Matthews is undoubtedly controversial. He caused some offence, for instance, by publishing a pamphlet on ‘Political Correctness’ with golliwogs on the cover.

And he appears to have some outlandish interests, to say the least. Visit the site of the International Metaphysical University and you’ll get an online course tutored by Matthews on the paranormal. For $425 he’ll teach you all about ghosts, UFOs, poltergeists and so on, all towards gaining an online masters degree.

When I went to see Rupert Matthews at his home in Surrey today he refused to speak on camera. He doesn’t want to upset his chances.

Off-camera, he denied several times to my face that he was a teacher for the IMU, and had merely designed the course. Yet in the IMU’s online video Matthews talks to camera of being “your tutor for the course”. Matthews denies being a professor for the university, though they were calling him such up to the end of last week.

And he denied that IMU gives out degrees, though their website quite clearly offers masters degrees. All very odd.

Important principles at stake

I’m not surprised that they’re having worries in the Tory high command. But there are surely important principles at stake here too?

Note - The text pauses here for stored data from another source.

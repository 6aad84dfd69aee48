//! Search spaces for wayseek: text-defined mazes, adjacency graphs, and the
//! fixture data the demos run on.
//!
//! Both [`Maze`] and [`Digraph`] implement [`wayseek_paths::Pather`], so any
//! search in `wayseek-paths` runs on them directly.

pub mod digraph;
pub mod error;
pub mod fixtures;
pub mod maze;

pub use digraph::Digraph;
pub use error::MapError;
pub use maze::{Maze, Tile};
//! Uninformed search algorithms over arbitrary node types.
//!
//! This crate provides the classic blind searches, generic over any node
//! that is hashable and comparable:
//!
//! - **Breadth-first search** shortest (fewest-edge) paths ([`bfs`])
//! - **Depth-first search** with an explicit stack ([`dfs`])
//! - **Depth-limited search**, recursive ([`dls`]) or with an explicit
//!   frame stack ([`dls_stack`]); both return identical paths
//! - **BFS distance maps** from one or more sources ([`bfs_distances`])
//!
//! Neighbor enumeration is injected through the [`Pather`] trait, so the
//! same algorithms run on named graph vertices and on grid coordinates.
//! Every search allocates its state per call and returns a [`Path`]; an
//! empty path means the goal was not reached.
//!
//! Searches log through the [`log`] facade: one `debug!` line per search
//! and a `trace!` line per expanded node.

mod bfs;
mod dfs;
mod dls;
mod parents;
mod path;
mod state;
mod traits;

pub use bfs::{bfs, bfs_distances};
pub use dfs::dfs;
pub use dls::{dls, dls_stack};
pub use parents::{ParentMap, reconstruct};
pub use path::Path;
pub use traits::{FnPather, Node, Pather};
//! Fixed search spaces used by the demos and tests.
//!
//! Nothing here is global state: each function builds a fresh value for the
//! caller to pass into the searches.

use wayseek_core::Label;

use crate::digraph::Digraph;
use crate::error::MapError;
use crate::maze::Maze;

/// Start vertex for searches on [`sample_graph`].
pub const GRAPH_START: Label = Label::new("A");

/// Goal vertex for searches on [`sample_graph`].
pub const GRAPH_GOAL: Label = Label::new("E");

/// Seven rows by six columns. Start `A` at (6, 0), goal `B` at (3, 3).
pub const SAMPLE_MAZE: &str = "\
.#####
......
.##.##
.##B##
.#..##
.#.###
A..###";

/// Depth limits the depth-limited demo tries by default.
pub const SAMPLE_DLS_LIMITS: [usize; 2] = [4, 8];

/// `A -> B`, `B -> C, D`, `C -> E`, `D -> F`; `E` and `F` are leaves.
pub fn sample_graph() -> Digraph {
    Digraph::new()
        .with_edges("A", &["B"])
        .with_edges("B", &["C", "D"])
        .with_edges("C", &["E"])
        .with_edges("D", &["F"])
        .with_edges("E", &[])
        .with_edges("F", &[])
}

/// The maze in [`SAMPLE_MAZE`].
pub fn sample_maze() -> Result<Maze, MapError> {
    Maze::parse(SAMPLE_MAZE)
}
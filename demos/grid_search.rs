//! Breadth-first and depth-first search across the sample maze.
//!
//! Run: cargo run --bin grid-search

use wayseek_demos::grid_report;
use wayseek_maps::fixtures::sample_maze;

fn main() -> Result<(), Box<dyn std::error::Error>> {
    env_logger::init();
    let maze = sample_maze()?;
    print!("{}", grid_report(&maze));
    Ok(())
}
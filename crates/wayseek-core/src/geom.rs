//! Grid geometry: [`Coord`] and [`Bounds`].
//!
//! Coordinates are `(row, col)` pairs. Rows grow downward and columns grow
//! to the right, so "up" is a row delta of -1.

use std::fmt;
use std::ops::Add;

// ---------------------------------------------------------------------------
// Coord
// ---------------------------------------------------------------------------

/// A 2D integer grid coordinate, `(row, col)`.
#[derive(Copy, Clone, Debug, Default, PartialEq, Eq, Hash)]
#[cfg_attr(feature = "serde", derive(serde::Serialize, serde::Deserialize))]
pub struct Coord {
    pub row: i32,
    pub col: i32,
}

impl Coord {
    /// Origin (0, 0).
    pub const ZERO: Self = Self { row: 0, col: 0 };

    /// One row up.
    pub const UP: Self = Self::new(-1, 0);
    /// One row down.
    pub const DOWN: Self = Self::new(1, 0);
    /// One column left.
    pub const LEFT: Self = Self::new(0, -1);
    /// One column right.
    pub const RIGHT: Self = Self::new(0, 1);

    /// The four axis-aligned moves in exploration order: up, down, left, right.
    ///
    /// Depth-first searches break ties by this order, so it is fixed.
    pub const CARDINALS: [Self; 4] = [Self::UP, Self::DOWN, Self::LEFT, Self::RIGHT];

    /// Create a new coordinate.
    #[inline]
    pub const fn new(row: i32, col: i32) -> Self {
        Self { row, col }
    }

    /// The four cardinal neighbours in [`CARDINALS`](Self::CARDINALS) order.
    /// No bounds filtering is applied.
    #[inline]
    pub fn neighbors_4(self) -> [Coord; 4] {
        Self::CARDINALS.map(|d| self + d)
    }
}

impl PartialOrd for Coord {
    fn partial_cmp(&self, other: &Self) -> Option<std::cmp::Ordering> {
        Some(self.cmp(other))
    }
}

impl Ord for Coord {
    fn cmp(&self, other: &Self) -> std::cmp::Ordering {
        self.row.cmp(&other.row).then(self.col.cmp(&other.col))
    }
}

impl fmt::Display for Coord {
    fn fmt(&self, f: &mut fmt::Formatter<'_>) -> fmt::Result {
        write!(f, "({}, {})", self.row, self.col)
    }
}

impl From<(i32, i32)> for Coord {
    #[inline]
    fn from((row, col): (i32, i32)) -> Self {
        Self::new(row, col)
    }
}

impl Add for Coord {
    type Output = Self;
    #[inline]
    fn add(self, rhs: Self) -> Self {
        Self::new(self.row + rhs.row, self.col + rhs.col)
    }
}

// ---------------------------------------------------------------------------
// Bounds
// ---------------------------------------------------------------------------

/// A half-open rectangle \[min, max). `min` is inclusive, `max` is exclusive.
#[derive(Copy, Clone, Debug, Default, PartialEq, Eq, Hash)]
#[cfg_attr(feature = "serde", derive(serde::Serialize, serde::Deserialize))]
pub struct Bounds {
    pub min: Coord,
    pub max: Coord,
}

impl Bounds {
    /// Create new bounds from two corners, canonicalized so that
    /// `min` ≤ `max` on each axis.
    #[inline]
    pub fn new(row0: i32, col0: i32, row1: i32, col1: i32) -> Self {
        Self {
            min: Coord::new(row0.min(row1), col0.min(col1)),
            max: Coord::new(row0.max(row1), col0.max(col1)),
        }
    }

    /// Bounds anchored at the origin with the given number of rows and columns.
    #[inline]
    pub fn with_size(rows: i32, cols: i32) -> Self {
        Self::new(0, 0, rows, cols)
    }

    /// Number of rows.
    #[inline]
    pub fn rows(self) -> i32 {
        self.max.row - self.min.row
    }

    /// Number of columns.
    #[inline]
    pub fn cols(self) -> i32 {
        self.max.col - self.min.col
    }

    /// Number of cells covered. Zero for empty bounds.
    #[inline]
    pub fn len(self) -> usize {
        if self.is_empty() {
            0
        } else {
            (self.rows() as usize) * (self.cols() as usize)
        }
    }

    /// Whether the bounds cover no cells.
    #[inline]
    pub fn is_empty(self) -> bool {
        self.max.row <= self.min.row || self.max.col <= self.min.col
    }

    /// Whether `c` lies inside the bounds.
    #[inline]
    pub fn contains(self, c: Coord) -> bool {
        c.row >= self.min.row && c.row < self.max.row && c.col >= self.min.col && c.col < self.max.col
    }

    /// Row-major flat index of `c`, or `None` if outside the bounds.
    #[inline]
    pub fn index(self, c: Coord) -> Option<usize> {
        if !self.contains(c) {
            return None;
        }
        let row = (c.row - self.min.row) as usize;
        let col = (c.col - self.min.col) as usize;
        Some(row * self.cols() as usize + col)
    }

    /// Iterate over all coordinates in row-major order.
    #[inline]
    pub fn iter(self) -> BoundsIter {
        BoundsIter {
            bounds: self,
            cur: self.min,
        }
    }
}

impl IntoIterator for Bounds {
    type Item = Coord;
    type IntoIter = BoundsIter;

    #[inline]
    fn into_iter(self) -> BoundsIter {
        self.iter()
    }
}

impl fmt::Display for Bounds {
    fn fmt(&self, f: &mut fmt::Formatter<'_>) -> fmt::Result {
        write!(f, "[{}-{})", self.min, self.max)
    }
}

// ---------------------------------------------------------------------------
// BoundsIter
// ---------------------------------------------------------------------------

/// Row-major iterator over the coordinates in a [`Bounds`].
#[derive(Clone, Debug)]
pub struct BoundsIter {
    bounds: Bounds,
    cur: Coord,
}

impl Iterator for BoundsIter {
    type Item = Coord;

    #[inline]
    fn next(&mut self) -> Option<Coord> {
        if self.bounds.is_empty() || self.cur.row >= self.bounds.max.row {
            return None;
        }
        let c = self.cur;
        self.cur.col += 1;
        if self.cur.col >= self.bounds.max.col {
            self.cur.col = self.bounds.min.col;
            self.cur.row += 1;
        }
        Some(c)
    }

    #[inline]
    fn size_hint(&self) -> (usize, Option<usize>) {
        if self.bounds.is_empty() || self.cur.row >= self.bounds.max.row {
            return (0, Some(0));
        }
        let cols = self.bounds.cols() as usize;
        let left_in_row = (self.bounds.max.col - self.cur.col) as usize;
        let rows_below = (self.bounds.max.row - self.cur.row - 1) as usize;
        let total = left_in_row + rows_below * cols;
        (total, Some(total))
    }
}

impl ExactSizeIterator for BoundsIter {}


#[cfg(all(test, feature = "serde"))]
mod serde_tests {
    use super::*;

    #[test]
    fn coord_round_trip() {
        let c = Coord::new(6, 0);
        let json = serde_json::to_string(&c).unwrap();
        assert_eq!(json, r#"{"row":6,"col":0}"#);
        let back: Coord = serde_json::from_str(&json).unwrap();
        assert_eq!(back, c);
    }

    #[test]
    fn bounds_round_trip() {
        let b = Bounds::with_size(7, 6);
        let json = serde_json::to_string(&b).unwrap();
        let back: Bounds = serde_json::from_str(&json).unwrap();
        assert_eq!(back, b);
    }
}
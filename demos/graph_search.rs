//! Breadth-first and depth-first search on the sample graph.
//!
//! Run: cargo run --bin graph-search

use wayseek_demos::graph_report;
use wayseek_maps::fixtures::{GRAPH_GOAL, GRAPH_START, sample_graph};

fn main() {
    env_logger::init();
    let graph = sample_graph();
    print!("{}", graph_report(&graph, &GRAPH_START, &GRAPH_GOAL));
}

In 2009 voters in the East Midlands voted for a list that had Rupert Matthews in third place. Should party bigwigs be allowed to alter the order after the event? “I don’t think you can change the rules mid-match,” says a minister who is familiar with Matthews and his eccentricities.

And shouldn’t the Conservatives have checked up on Matthews and his unusual interests before the 2009 election, not now, long after the event?

Conservative HQ says it will do what it can to help Matthews take over Helmer’s seat. But they still want to question him. And I can’t help feeling that the question process will lead to Matthews being rejected, or persuaded to abandon his claim.

That would be a pity in a way, for Rupert Matthews would be a lot more colourful than most MEPs.